Discuss the constitutional justification for judicial review
Judicial review (JR) is a procedure by which, on the application of an individual, the courts may determine whether a public body has acted lawfully. A public body acts unlawfully if it acts in a way which is illegal (failing to apply the law relevant to a decision), irrational (an obviously illogical or manifestly absurd decision) or procedurally unfair (following the wrong procedure for making a decision).
JR can be used to protect the individual by controlling the use of executive power. However it means the unelected judiciary is checking and controlling executive action, which raises questions about democratic accountability. The High Court is exercising
supervisory jurisdiction over public bodies as part of its constitutional function of ensuring that public bodies do not act unlawfully. However, as Parliament has given power to the public authority the court cannot substitute a decision for own view what is
fair and reasonable on the merits (Evans).
Dicey argued that individual liberty was protected solely by private law and that public law limited parliamentary supremacy. He put forward that Parliament gives the executive power and it is the duty of courts to uphold these powers, even if in practice, individual liberty is infringed. However, the modern view is that when Parliament confers power there is implied intent that it is exercised legally, rationally and fairly. So if the implementation infringes an individual's fundamental right then a public interest justification must be shown, for example the Human Rights Act 1998 makes it unlawful for public body to infringe a Convention right.
By reviewing the acts and decisions of public bodies, to determine whether they have exceeded the powers passed to them by Parliament, the courts are arguably upholding the will of Parliament and its supremacy. TRS Allan argues that JR and parliamentary sovereignty have the same moral foundation and both legitimise the exercise of power.
JR can also be criticised as undermining parliamentary supremacy especially the attitude of the courts in interpreting statute (ouster clauses) and in developing grounds for judicial review. However, even since the GCHQ case which dealt with regulation of the Civil Service, some areas remain clearly non-justiciable areas for the courts, for example in Gentle the courts would not consider the government's decision to refuse to hold a public inquiry into the lawfulness under international law of the UK's involvement in the Iraq war.
In Jackson v Attorney-General, Lord Steyn noted the doctrine of parliamentary supremacy was a
construct of the common law, so in extreme circumstances courts can qualify the principle to prevent Parliament from legislating contrary to the Rule of Law. Lord Hope emphasised this saying:
the Rule of Law enforced by the courts is the ultimate controlling factor on which our constitution is based.
Rule of Law
Lord Brown stated:
judicial review is the exercise of the court's inherent power at common law to determine whether action is lawful or not; in a word to uphold the Rule of Law (Vijayatunga).
The procedural fairness grounds for JR recognise that open and fair hearings and the absence of bias are necessary for the correct application of the law and these are essential components of the Rule of Law. The Rule of Law also has substantive content. The House of Lords quashed a Minister's decision to set a tariff for the custodial term to be served by child murderers because the Minister had relied on a press campaign for an increase in the tariff and therefore the conduct was contrary to the Rule of Law (Venables & Thompson).

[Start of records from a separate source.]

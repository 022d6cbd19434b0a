//! Configuration management for magpie.
//!
//! Provides TOML-based configuration with XDG-compliant paths and
//! environment variable overrides.

use crate::error::{ConfigError, ConfigResult};
use directories::ProjectDirs;
use serde::{Deserialize, Serialize};
use std::collections::HashMap;
use std::fs;
use std::path::PathBuf;

/// Main application configuration.
///
/// This is loaded from `~/.config/magpie/config.toml` (or platform
/// equivalent). If the file doesn't exist, default values are used.
#[derive(Debug, Clone, Serialize, Deserialize)]
#[serde(default)]
pub struct AppConfig {
    /// Database location settings
    pub storage: StorageConfig,
    /// Browser automation settings
    pub browser: BrowserConfig,
    /// Per-site scrape settings, keyed by site name
    pub sites: HashMap<String, SiteConfig>,
}

impl Default for AppConfig {
    fn default() -> Self {
        let mut sites = HashMap::new();
        sites.insert("seek".to_string(), SiteConfig::default());
        Self {
            storage: StorageConfig::default(),
            browser: BrowserConfig::default(),
            sites,
        }
    }
}

impl AppConfig {
    /// Load configuration from disk, falling back to defaults if not found.
    ///
    /// # Errors
    /// Returns error if:
    /// - Config directory cannot be determined
    /// - File exists but cannot be read
    /// - File contents are not valid TOML
    pub fn load() -> ConfigResult<Self> {
        let config_path = Self::config_path()?;

        if config_path.exists() {
            tracing::debug!("Loading config from {}", config_path.display());
            let contents = fs::read_to_string(&config_path)?;
            let config = toml::from_str(&contents)?;
            Ok(config)
        } else {
            tracing::debug!("Config file not found, using defaults");
            Ok(Self::default())
        }
    }

    /// Load configuration with environment variable overrides.
    ///
    /// Supports the following environment variables:
    /// - `MAGPIE_HEADLESS`: Override browser headless mode (true/false)
    /// - `MAGPIE_DATABASE`: Override the database file path
    pub fn load_with_env() -> ConfigResult<Self> {
        let mut config = Self::load()?;

        if let Ok(val) = std::env::var("MAGPIE_HEADLESS") {
            if let Ok(headless) = val.parse() {
                config.browser.headless = headless;
                tracing::debug!("Override browser.headless from env: {}", headless);
            }
        }

        if let Ok(val) = std::env::var("MAGPIE_DATABASE") {
            config.storage.database_path = Some(PathBuf::from(&val));
            tracing::debug!("Override storage.database_path from env: {}", val);
        }

        Ok(config)
    }

    /// Save configuration to disk.
    ///
    /// Creates the config directory if it doesn't exist.
    pub fn save(&self) -> ConfigResult<()> {
        let config_path = Self::config_path()?;
        let config_dir = config_path
            .parent()
            .ok_or_else(|| ConfigError::InvalidValue {
                field: "config_path".to_string(),
                reason: "no parent directory".to_string(),
            })?;

        fs::create_dir_all(config_dir)?;
        tracing::debug!("Saving config to {}", config_path.display());

        let contents = toml::to_string_pretty(self)?;
        fs::write(config_path, contents)?;
        Ok(())
    }

    /// Look up the configuration for a named site.
    ///
    /// # Errors
    /// Returns `ConfigError::UnknownSite` if no entry exists for the name.
    pub fn site(&self, name: &str) -> ConfigResult<&SiteConfig> {
        self.sites
            .get(name)
            .ok_or_else(|| ConfigError::UnknownSite(name.to_string()))
    }

    /// Resolve the database file path, defaulting to the data directory.
    pub fn database_path(&self) -> ConfigResult<PathBuf> {
        match &self.storage.database_path {
            Some(path) => Ok(path.clone()),
            None => Ok(Self::data_dir()?.join("magpie.db")),
        }
    }

    /// Get the path to the configuration file.
    ///
    /// Uses XDG base directories: `~/.config/magpie/config.toml`
    pub fn config_path() -> ConfigResult<PathBuf> {
        let dirs = ProjectDirs::from("dev", "magpie", "magpie").ok_or(ConfigError::NoConfigDir)?;
        Ok(dirs.config_dir().join("config.toml"))
    }

    /// Get the data directory path.
    ///
    /// Uses XDG base directories: `~/.local/share/magpie`
    pub fn data_dir() -> ConfigResult<PathBuf> {
        let dirs = ProjectDirs::from("dev", "magpie", "magpie").ok_or(ConfigError::NoConfigDir)?;
        Ok(dirs.data_dir().to_path_buf())
    }
}

/// Database location settings.
#[derive(Debug, Clone, Default, Serialize, Deserialize)]
#[serde(default)]
pub struct StorageConfig {
    /// Database file path; defaults to `<data dir>/magpie.db` when unset
    pub database_path: Option<PathBuf>,
}

/// Browser automation settings.
#[derive(Debug, Clone, Serialize, Deserialize)]
#[serde(default)]
pub struct BrowserConfig {
    /// Run browser in headless mode
    pub headless: bool,
    /// Browser window width
    pub window_width: u32,
    /// Browser window height
    pub window_height: u32,
    /// Navigation timeout in seconds
    pub navigation_timeout_secs: u64,
    /// How long to let a page settle after navigation before reading content
    pub settle_ms: u64,
}

impl Default for BrowserConfig {
    fn default() -> Self {
        Self {
            headless: true,
            window_width: 1920,
            window_height: 1080,
            navigation_timeout_secs: 30,
            settle_ms: 750,
        }
    }
}

/// Per-site scrape settings.
///
/// The delay/concurrency numbers seed the rate limiter; `page_size` is the
/// source's full-page record count that signals further pages exist.
#[derive(Debug, Clone, Serialize, Deserialize)]
#[serde(default)]
pub struct SiteConfig {
    /// Base URL all listing paths are joined against
    pub base_url: String,
    /// Path segment for category traversal
    pub category: String,
    /// Path segment for filter traversal
    pub filter: String,
    /// Location path segment appended to either traversal path
    pub location: String,
    /// Minimum delay between request starts, in seconds
    pub min_delay: f64,
    /// Maximum delay between request starts, in seconds
    pub max_delay: f64,
    /// Maximum concurrent in-flight requests
    pub max_concurrent: u32,
    /// Records on a full listing page; a shorter page is the last one
    pub page_size: usize,
}

impl Default for SiteConfig {
    fn default() -> Self {
        Self {
            base_url: "https://www.seek.co.nz/".to_string(),
            category: "jobs-in-information-communication-technology".to_string(),
            filter: "developer-jobs".to_string(),
            location: "in-All-New-Zealand".to_string(),
            min_delay: 2.0,
            max_delay: 4.0,
            max_concurrent: 2,
            page_size: 22,
        }
    }
}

Essentially, a breach of the Rule of Law, manifested through breach of one of the more particular principles of judicial review, can lead to annulment of the measure.
Separation of Powers
The Separation of Powers doctrine requires each branch of state to be of equal status so that one can check and balance the powers of another. JR is a system which ensures that the executive does no more than the legislature has empowered it to do. The courts are restricted to a supervisory role in JR because changing an executive decision is beyond their remit. That is why remedies under the Senior Courts Act 1981 are limited to quashing a decision, preventing a decision from being made in the future, or forcing the decision-maker to use the powers he has been given.
Constitutional issues with JR are apparent when looking at ouster clauses, which can be inserted into legislation to attempt to prevent review in legal proceedings. Parliamentary Sovereignty requires the judiciary to uphold the ouster clause and exclude themselves from reviewing the decision in terms of its legality. However, the courts have construed these clauses restrictively, applying the presumption that Parliament does not intend to exclude review by the courts, even when the plain words of the statute suggest otherwise.
In Anisminic, the House of Lords held that an ouster clause may protect a valid decision but not a nullity. The decision is contrary to doctrine Parliamentary Supremacy but arguably upholds the Rule of Law (court's inherent jurisdiction). Another argument is that under the Separation of Powers, as the three branches of State have equal powers, the executive should not be able to deny the judiciary their function.
The judiciary has shown some restraint in relation to ouster clauses which operate after certain time (often 6 weeks). Here the presumption against exclusion not operate and the courts recognise the advantages of prompt claims so the clause can be effective outside the prescribed period (Ostler).
The issue of ouster clauses highlights the tensions between the constitutional doctrines which underpin the unwritten UK constitution.